Electroporation is a dynamic phenomenon that depends on the local transmembrane voltage at each point on the cell membrane. It is generally accepted that for a given pulse duration and shape, a specific transmembrane voltage threshold exists for the manifestation of the electroporation phenomenon (from 0.5 V to 1 V). This leads to the definition of an electric field magnitude threshold for electroporation (E_{th}). That is, only the cells within areas where E≧E_{th} are electroporated. If a second threshold (E_{ir}) is reached or surpassed, electroporation will compromise the viability of the cells, i.e., irreversible electroporation (IRE).

Electroporation is a process with several distinct phases. First, a short electrical pulse is applied. Typical parameters would be 300–400 mV for < 1 ms across the membrane (note- the voltages used in cell experiments are typically much larger because they are being applied across large distances to the bulk solution so the resulting field across the actual membrane is only a small fraction of the applied bias). Application of this potential causes migration of ions from the surrounding solution to the membrane which charges like a capacitor. Rapid localized rearrangements in lipid morphology occur once the critical level is achieved. The resulting structure is believed to be a "pre-pore" since it is not electrically conductive but leads rapidly to the creation of a conductive pore. Evidence for the existence of such pre-pores comes mostly from the "flickering" of pores, which suggests a transition between conductive and insulating states. It has been suggested that these pre-pores are small (~3 Å) hydrophobic defects. If this theory is correct, then the transition to a conductive state could be explained by a rearrangement at the pore edge, in which the lipid heads fold over to create a hydrophilic interface.

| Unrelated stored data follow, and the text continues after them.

/// The declarations a default (plain name) completion should offer,
/// checking the abort flag between scope-walk rounds.
pub fn default_completion_declarations(
    model: &SharedModel,
    context: &CompletionContext,
    abort: &AbortFlag,
) -> Vec<DeclarationId> {
    if abort.is_aborted() {
        return Vec::new();
    }
    let Some(scope) = context.scope else {
        return Vec::new();
    };
    let m = model.read();
    let mut result = Vec::new();
    for decl in m.visible_declarations(scope, None) {
        if abort.is_aborted() {
            return Vec::new();
        }
        result.push(decl);
    }
    result
}

// ============================================================================
// String/Comment State Scan
// ============================================================================

/// What kind of text a position sits in.
#[derive(Debug, Clone, Copy, PartialEq, Eq)]
pub enum TextClass {
    Code,
    Comment,
    String,
    TripleString,
}

/// One forward pass over the whole file: per-position text class, plus a
/// masked copy where string contents are replaced by a placeholder so the
/// pattern cascade sees no false brackets, dots or commas.
pub struct TextState {
    masked: String,
    classes: Vec<TextClass>,
}

impl TextState {
    pub fn scan(text: &str) -> TextState {
        let bytes = text.as_bytes();
        let mut masked = bytes.to_vec();
        let mut classes = vec![TextClass::Code; bytes.len() + 1];

        #[derive(Clone, Copy, PartialEq)]
        enum State {
            Code,
            Comment,
            Str(u8),
            Triple(u8),
        }
        let mut state = State::Code;
        let mut i = 0;
        while i < bytes.len() {
            let b = bytes[i];
            let mut advance = 1;
            match state {
                State::Code => {
                    if b == b'#' {
                        state = State::Comment;
                    } else if b == b'\'' || b == b'"' {
                        if bytes[i..].starts_with(&[b, b, b]) {
                            state = State::Triple(b);
                            advance = 3;
                        } else {
                            state = State::Str(b);
                        }
                    }
                }
                State::Comment => {
                    if b == b'\n' {
                        state = State::Code;
                    }
                }
                State::Str(q) => {
                    if b == b'\\' {
                        advance = 2;
                        mask_bytes(&mut masked, i, advance);
                    } else if b == q {
                        state = State::Code;
                    } else if b == b'\n' {
                        // an unterminated single-quoted string ends with the
                        // line
                        state = State::Code;
                    } else {
                        mask_bytes(&mut masked, i, 1);
                    }
                }
                State::Triple(q) => {
                    if b == q && bytes[i..].starts_with(&[q, q, q]) {
                        state = State::Code;
                        advance = 3;
                    } else {
                        mask_bytes(&mut masked, i, 1);
                    }
                }
            }
            let class = match state {
                State::Code => TextClass::Code,
                State::Comment => TextClass::Comment,
                State::Str(_) => TextClass::String,
                State::Triple(_) => TextClass::TripleString,
            };
            let end = (i + advance).min(bytes.len());
            for slot in classes.iter_mut().take(end + 1).skip(i + 1) {
                *slot = class;
            }
            i += advance;
        }

        TextState {
            masked: String::from_utf8(masked).unwrap_or_else(|_| text.to_string()),
            classes,
        }
    }

    /// The class of the position between bytes `position - 1` and
    /// `position`.
    pub fn class_at(&self, position: usize) -> TextClass {
        self.classes
            .get(position)
            .copied()
            .unwrap_or(TextClass::Code)
    }

    pub fn masked(&self) -> &str {
        &self.masked
    }
}

fn mask_bytes(masked: &mut [u8], start: usize, count: usize) {
    for slot in masked.iter_mut().skip(start).take(count) {
        // multi-byte characters carry no syntax; leave them intact so byte
        // offsets stay aligned
        if slot.is_ascii() {
            *slot = b'_';
        }
    }
}

// ============================================================================
// Scope Position Correction
// ============================================================================

/// A scope's recorded range may end before trailing blank or indented lines
/// that logically still belong to it. If the nearest scope ending before the
/// cursor is indented like the cursor line, it is the scope the user is
/// typing in.
fn corrected_scope(
    m: &SymbolModel,
    file: FileId,
    text: &str,
    position: usize,
    fallback: ScopeId,
) -> ScopeId {
    let cursor_indent = line_indentation(text, position);
    let candidate = m
        .scopes_of_file(file)
        .filter(|s| s.kind != ScopeKind::Module && s.span.end <= position)
        .max_by_key(|s| s.span.end);
    let Some(candidate) = candidate else {
        return fallback;
    };
    if scope_indentation(text, candidate.span.start, candidate.span.end) == Some(cursor_indent) {
        debug!(scope = %candidate.id, "corrected completion scope by indentation");
        candidate.id
    } else {
        fallback
    }
}

/// The indentation of the last non-blank line within a span.
fn scope_indentation(text: &str, start: usize, end: usize) -> Option<&str> {
    let mut start = start.min(text.len());
    let mut end = end.min(text.len());
    while !text.is_char_boundary(start) {
        start -= 1;
    }
    while !text.is_char_boundary(end) {
        end -= 1;
    }
    text[start..end]
        .lines()
        .rev()
        .find(|l| !l.trim().is_empty())
        .map(|l| &l[..l.len() - l.trim_start().len()])
}

// ============================================================================
// Backward Expression Scanner
// ============================================================================

/// What a right-to-left expression capture found.
#[derive(Debug, Clone, PartialEq, Eq)]
pub struct BackwardScan {
    /// The captured trailing sub-expression, trimmed.
    pub expression: String,
    /// The line content before the capture (and before the unmatched
    /// bracket, when one ended the scan). Rescanning it resolves the next
    /// call in a chain.
    pub remainder: String,
    /// Commas seen at bracket depth zero inside the capture.
    pub top_level_commas: usize,
    /// The unmatched opening bracket that ended the scan, if any.
    pub stopped_at: Option<char>,
}

/// Walk a line right-to-left, skipping balanced bracket groups, stopping on
/// an unmatched opening bracket or on any of `stop` at depth zero.
///
/// With `required_trailing`, the scan only succeeds when the line's last
/// character is in the given set.
pub fn scan_expression_backward(
    line: &str,
    stop: &str,
    required_trailing: Option<&str>,
) -> Option<BackwardScan> {
    let chars: Vec<char> = line.chars().collect();
    let last = *chars.last()?;
    if let Some(required) = required_trailing {
        if !required.contains(last) {
            return None;
        }
    }

    let mut depth: Vec<char> = Vec::new();
    let mut commas = 0usize;
    let mut stop_index: Option<usize> = None;
    let mut stopped_at: Option<char> = None;
    for i in (0..chars.len()).rev() {
        let c = chars[i];
        match c {
            ')' | ']' | '}' => depth.push(c),
            '(' | '[' | '{' => {
                if depth.is_empty() {
                    stop_index = Some(i);
                    stopped_at = Some(c);
                    break;
                }
                depth.pop();
            }
            ',' if depth.is_empty() && !stop.contains(',') => commas += 1,
            c if depth.is_empty() && stop.contains(c) => {
                stop_index = Some(i);
                break;
            }
            _ => {}
        }
    }

    let capture_start = stop_index.map(|i| i + 1).unwrap_or(0);
    let expression: String = chars[capture_start..].iter().collect();
    let remainder: String = chars[..stop_index.unwrap_or(0)].iter().collect();
    Some(BackwardScan {
        expression: expression.trim().to_string(),
        remainder,
        top_level_commas: commas,
        stopped_at,
    })
}

/// Detect a comprehension being typed: an unclosed `[` or `{` followed by a
/// `for` with no `in` yet. Returns the bracketed expression before the
/// `for`, whose unresolved names are the candidate loop variables.
fn generator_fragment(line: &str) -> Option<String> {
    let mut stack: Vec<(usize, char)> = Vec::new();
    for (i, c) in line.char_indices() {
        match c {
            '(' | '[' | '{' => stack.push((i, c)),
            ')' | ']' | '}' => {
                stack.pop();
            }
            _ => {}
        }
    }
    let (open_index, _) = stack.into_iter().rev().find(|(_, c)| *c == '[' || *c == '{')?;
    let inner = &line[open_index + 1..];
    let for_index = rfind_word(inner, "for")?;
    let after = &inner[for_index + 3..];
    if has_word(after, "in") {
        return None;
    }
    // only a partially typed variable list may follow the `for`
    if !after
        .chars()
        .all(|c| c.is_alphanumeric() || c == '_' || c == ',' || c.is_whitespace())
    {
        return None;
    }
    let before = inner[..for_index].trim();
    (!before.is_empty()).then(|| before.to_string())
}

fn is_word_byte(b: u8) -> bool {
    b.is_ascii_alphanumeric() || b == b'_'
}

fn rfind_word(text: &str, word: &str) -> Option<usize> {
    let bytes = text.as_bytes();
    let mut search_end = text.len();
    while let Some(position) = text[..search_end].rfind(word) {
        let before_ok = position == 0 || !is_word_byte(bytes[position - 1]);
        let end = position + word.len();
        let after_ok = end >= text.len() || !is_word_byte(bytes[end]);
        if before_ok && after_ok {
            return Some(position);
        }
        if position == 0 {
            break;
        }
        search_end = position;
    }
    None
}

fn has_word(text: &str, word: &str) -> bool {
    rfind_word(text, word).is_some()
}

// ============================================================================
// Special Methods
// ============================================================================

/// A special method the define-completion can offer to implement.
#[derive(Debug, Clone, Copy, PartialEq, Eq)]
pub struct SpecialMethod {
    pub name: &'static str,
    /// Display form of the parameter list.
    pub signature: &'static str,
    /// Parameter list to insert.
    pub insert: &'static str,
}

const fn special(name: &'static str, signature: &'static str, insert: &'static str) -> SpecialMethod {
    SpecialMethod {
        name,
        signature,
        insert,
    }
}
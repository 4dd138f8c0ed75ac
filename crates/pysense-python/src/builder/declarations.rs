//! The declaration resolver: one pass of building a file into the model.
//!
//! Each identifier-defining occurrence either reuses ("reopens") an existing
//! declaration or creates a fresh one. Reopening is what keeps declaration
//! identity stable across rebuilds: a candidate must fit the required shape,
//! must not have been encountered earlier in the same pass, and must belong
//! to the file being built — declarations from other files are never
//! touched by this file's reopen search.
//!
//! Per-pass bookkeeping (the encountered set, the removal schedule) lives
//! here, not in the shared model, so concurrent readers never observe
//! transient pass state.

use crate::ast::{
    ClassDef, Comprehension, Expr, ExprContext, ExprKind, FunctionDef, Ident, ImportAlias, Number,
    Parameters, Slice, Stmt, StmtKind,
};
use crate::builder::context::{comprehension_span, ScopeTracker};
use crate::builder::BuildPhase;
use crate::imports::{resolve_module, ResolvedImport};
use crate::inference::{ExpressionVisitor, Inferred};
use crate::model::{
    DeclKind, Declaration, DeclarationId, Decorator, ScopeId, ScopeKind, SharedModel, SymbolModel,
};
use crate::scheduler::{BuildPriority, BuildScheduler, SearchPaths};
use crate::types::{ContainerKind, Type};
use pysense_core::diag::Diagnostic;
use pysense_core::source::{FileId, Revision, Span};
use std::collections::HashSet;
use std::path::{Path, PathBuf};
use tracing::{debug, trace};

// ============================================================================
// Declaration Fits
// ============================================================================

/// The shape an existing declaration must have to be reopened for a given
/// defining occurrence.
#[derive(Debug, Clone, Copy, PartialEq, Eq)]
pub(crate) enum Fit {
    /// Must be a function declaration.
    Function,
    /// Must be an alias declaration.
    Alias,
    /// Must be neither a function nor an alias.
    Instance,
    /// No constraint.
    Any,
}

fn matches_fit(d: &Declaration, fit: Fit) -> bool {
    match fit {
        Fit::Any => true,
        Fit::Function => d.kind == DeclKind::Function,
        Fit::Alias => d.kind == DeclKind::Alias,
        Fit::Instance => !matches!(d.kind, DeclKind::Function | DeclKind::Alias),
    }
}

/// The type a rebound name ends up with: a first binding overwrites the
/// placeholder outright, rebinding with the same type is a no-op, rebinding
/// with a different type widens into a union.
fn apply_assignment_type(current: Type, observed: Option<Type>) -> Type {
    match observed {
        None => current,
        Some(observed) => {
            if current.is_mixed() {
                observed
            } else if current == observed {
                current
            } else {
                Type::merge(current, observed)
            }
        }
    }
}
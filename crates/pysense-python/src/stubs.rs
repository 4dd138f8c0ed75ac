//! The builtin stub: a synthetic file declaring primitive and container
//! classes.
//!
//! Instead of parsing a documentation file from disk, the stub synthesizes
//! its AST and is built through the ordinary builder under a reserved path,
//! so its declarations behave exactly like user declarations. Every real
//! file implicitly imports the stub's module scope; the stub itself does not
//! (the cycle-break).
//!
//! Method bodies use literal returns (`return 0`, `return ""`) to give the
//! builder concrete return types. Container semantics that literals cannot
//! express are declared through the decorator vocabulary the inferencer
//! recognizes on stub declarations only:
//!
//! - `TypeContainer` / `hasTypedKeys` mark a class as backing a
//!   variable-length container
//! - `getsType` / `getsList` / `getsListOfKeys` redirect a method call's
//!   result to the content/key type of the container it was called on
//! - `addsTypeOfArg(n)` / `addsTypeOfArgContent(n)` feed call argument `n`'s
//!   type (or its content type) back into the container
//! - `returnContentEqualsContentOf(n)` copies the content type of argument
//!   `n`'s container into the return value

use crate::ast::{build, Expr, Module, Stmt};
use crate::builder::build_file;
use crate::model::SharedModel;
use crate::scheduler::{BuildScheduler, SearchPaths};
use std::path::Path;
use tracing::debug;

/// The reserved path of the builtin stub.
pub fn stub_path() -> &'static Path {
    Path::new("<builtins>")
}

/// Build the stub into the model if it is not there yet.
pub fn ensure_builtins(
    model: &SharedModel,
    scheduler: &dyn BuildScheduler,
    paths: &dyn SearchPaths,
) {
    {
        let mut m = model.write();
        if m.stub_file().is_some() {
            return;
        }
        let id = m.intern_file(stub_path());
        m.set_stub_file(id);
    }
    debug!("building builtin stub");
    let module = builtin_module();
    build_file(model, scheduler, paths, stub_path(), &module, "");
}

// ============================================================================
// Stub Source
// ============================================================================

fn method(name: &str, params: &[&str], body: Vec<Stmt>) -> Stmt {
    build::def(name, build::params(params), body)
}

fn returning(name: &str, params: &[&str], value: Expr) -> Stmt {
    method(name, params, vec![build::ret(Some(value))])
}

fn decorated(name: &str, params: &[&str], decorators: Vec<Expr>) -> Stmt {
    build::def_decorated(name, build::params(params), decorators, vec![build::pass()])
}

fn marker(name: &str) -> Expr {
    build::name(name)
}

fn marker_arg(name: &str, index: i64) -> Expr {
    build::call(build::name(name), vec![build::int(index)])
}

/// The synthesized stub module.
pub fn builtin_module() -> Module {
    let object_class = build::class(
        "object",
        vec![],
        vec![
            returning("__str__", &["self"], build::str_lit("")),
            returning("__repr__", &["self"], build::str_lit("")),
            returning("__eq__", &["self", "other"], build::name("True")),
            returning("__ne__", &["self", "other"], build::name("True")),
            returning("__hash__", &["self"], build::int(0)),
        ],
    );

    let int_class = build::class(
        "int",
        vec![build::name("object")],
        vec![
            returning("__add__", &["self", "other"], build::int(0)),
            returning("__sub__", &["self", "other"], build::int(0)),
            returning("__mul__", &["self", "other"], build::int(0)),
            returning("__neg__", &["self"], build::int(0)),
        ],
    );

    let float_class = build::class(
        "float",
        vec![build::name("object")],
        vec![
            returning("__add__", &["self", "other"], build::float(0.0)),
            returning("is_integer", &["self"], build::name("True")),
        ],
    );

    let bool_class = build::class("bool", vec![build::name("int")], vec![build::pass()]);

    let str_class = build::class(
        "str",
        vec![build::name("object")],
        vec![
            returning("upper", &["self"], build::str_lit("")),
            returning("lower", &["self"], build::str_lit("")),
            returning("strip", &["self"], build::str_lit("")),
            returning("replace", &["self", "old", "new"], build::str_lit("")),
            returning("join", &["self", "iterable"], build::str_lit("")),
            returning("format", &["self"], build::str_lit("")),
            returning("find", &["self", "sub"], build::int(0)),
            returning("split", &["self", "sep"], build::list(vec![build::str_lit("")])),
            returning("startswith", &["self", "prefix"], build::name("True")),
            returning("endswith", &["self", "suffix"], build::name("True")),
        ],
    );

    let list_class = build::class_decorated(
        "list",
        vec![build::name("object")],
        vec![marker("TypeContainer")],
        vec![
            decorated("append", &["self", "item"], vec![marker_arg("addsTypeOfArg", 0)]),
            decorated(
                "insert",
                &["self", "index", "item"],
                vec![marker_arg("addsTypeOfArg", 1)],
            ),
            decorated(
                "extend",
                &["self", "iterable"],
                vec![marker_arg("addsTypeOfArgContent", 0)],
            ),
            decorated("pop", &["self"], vec![marker("getsType")]),
            returning("index", &["self", "item"], build::int(0)),
            returning("count", &["self", "item"], build::int(0)),
            method("sort", &["self"], vec![build::pass()]),
            method("reverse", &["self"], vec![build::pass()]),
        ],
    );

    let dict_class = build::class_decorated(
        "dict",
        vec![build::name("object")],
        vec![marker("TypeContainer"), marker("hasTypedKeys")],
        vec![
            decorated("keys", &["self"], vec![marker("getsListOfKeys")]),
            decorated("values", &["self"], vec![marker("getsList")]),
            decorated("get", &["self", "key"], vec![marker("getsType")]),
            decorated("pop", &["self", "key"], vec![marker("getsType")]),
            decorated(
                "update",
                &["self", "other"],
                vec![marker_arg("addsTypeOfArgContent", 0)],
            ),
            returning("has_key", &["self", "key"], build::name("True")),
            method("clear", &["self"], vec![build::pass()]),
        ],
    );

    let set_class = build::class_decorated(
        "set",
        vec![build::name("object")],
        vec![marker("TypeContainer")],
        vec![
            decorated("add", &["self", "item"], vec![marker_arg("addsTypeOfArg", 0)]),
            decorated("pop", &["self"], vec![marker("getsType")]),
            decorated(
                "update",
                &["self", "other"],
                vec![marker_arg("addsTypeOfArgContent", 0)],
            ),
            method("discard", &["self", "item"], vec![build::pass()]),
        ],
    );

    let tuple_class = build::class(
        "tuple",
        vec![build::name("object")],
        vec![
            returning("index", &["self", "item"], build::int(0)),
            returning("count", &["self", "item"], build::int(0)),
        ],
    );

    let functions = vec![
        returning("len", &["obj"], build::int(0)),
        returning("repr", &["obj"], build::str_lit("")),
        returning("abs", &["number"], build::int(0)),
        returning("range", &["stop"], build::list(vec![build::int(0)])),
        returning("isinstance", &["obj", "cls"], build::name("True")),
        returning("hasattr", &["obj", "name"], build::name("True")),
        returning("input", &["prompt"], build::str_lit("")),
        build::def_decorated(
            "sorted",
            build::params(&["iterable"]),
            vec![marker_arg("returnContentEqualsContentOf", 0)],
            vec![build::pass()],
        ),
        build::def_decorated(
            "reversed",
            build::params(&["iterable"]),
            vec![marker_arg("returnContentEqualsContentOf", 0)],
            vec![build::pass()],
        ),
    ];

    let mut body = vec![
        object_class,
        int_class,
        float_class,
        bool_class,
        str_class,
        list_class,
        dict_class,
        set_class,
        tuple_class,
    ];
    body.extend(functions);
    build::module(body)
}

#[cfg(test)]
mod tests {
    use super::*;
    use crate::model::DeclKind;
    use crate::scheduler::{FixedSearchPaths, NullScheduler};

    #[test]
    fn test_stub_builds_container_classes() {
        let model = SharedModel::new();
        ensure_builtins(&model, &NullScheduler, &FixedSearchPaths(vec![]));
        let m = model.read();
        let stub = m.stub_file().expect("stub registered");
        assert!(m.module_scope(stub).is_some());
        for class in ["object", "int", "str", "list", "dict", "set", "tuple"] {
            let scope = m.stub_class_scope(class);
            assert!(scope.is_some(), "stub class {class} missing");
        }
        let list = m.stub_class("list").unwrap();
        let ld = m.declaration(list);
        assert_eq!(ld.kind, DeclKind::Class);
        assert!(ld.decorator("TypeContainer").is_some());
        let dict = m.stub_class("dict").unwrap();
        assert!(m.declaration(dict).decorator("hasTypedKeys").is_some());
    }

    #[test]
    fn test_stub_methods_carry_inference_decorators() {
        let model = SharedModel::new();
        ensure_builtins(&model, &NullScheduler, &FixedSearchPaths(vec![]));
        let m = model.read();
        let list_scope = m.stub_class_scope("list").unwrap();
        let append = m
            .find_in_scope(list_scope, "append", None)
            .into_iter()
            .next()
            .expect("list.append declared");
        let d = m.declaration(append);
        assert_eq!(d.kind, DeclKind::Function);
        let marker = d.decorator("addsTypeOfArg").expect("decorated");
        assert_eq!(marker.argument_index(), Some(0));
    }

    #[test]
    fn test_ensure_builtins_is_idempotent() {
        let model = SharedModel::new();
        ensure_builtins(&model, &NullScheduler, &FixedSearchPaths(vec![]));
        let first = model.read().stub_class("list");
        ensure_builtins(&model, &NullScheduler, &FixedSearchPaths(vec![]));
        assert_eq!(model.read().stub_class("list"), first);
    }
}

Finally, these conductive pores can either heal, resealing the bilayer or expand, eventually rupturing it. The resultant fate depends on whether the critical defect size was exceeded which in turn depends on the applied field, local mechanical stress and bilayer edge energy.

=== Gene Electrotransfer ===

Application of electric pulses of sufficient strength to the cell causes an increase in the trans-membrane potential difference, which provokes the membrane destabilization. Cell membrane permeability is increased, and otherwise non-permeant molecules enter the cell. Although the mechanisms of gene electrotransfer are not yet fully understood, it was shown that the introduction of DNA only occurs in the part of the membrane facing the cathode and that several steps are needed for successful transfection: electrophoretic migration of DNA towards the cell, DNA insertion into the membrane, translocation across the spoke membrane, migration of DNA towards the nucleus, transfer of DNA across the nuclear envelope and finally gene expression. There are a number of factors that can influence the efficiency of gene electrotransfer, such as: temperature, parameters of electric pulses, DNA concentration, electroporation buffer used, cell size and the ability of cells to express transfected genes. In in vivo gene electrotransfer, DNA diffusion through extracellular matrix, properties of tissue, and overall tissue conductivity may be crucial.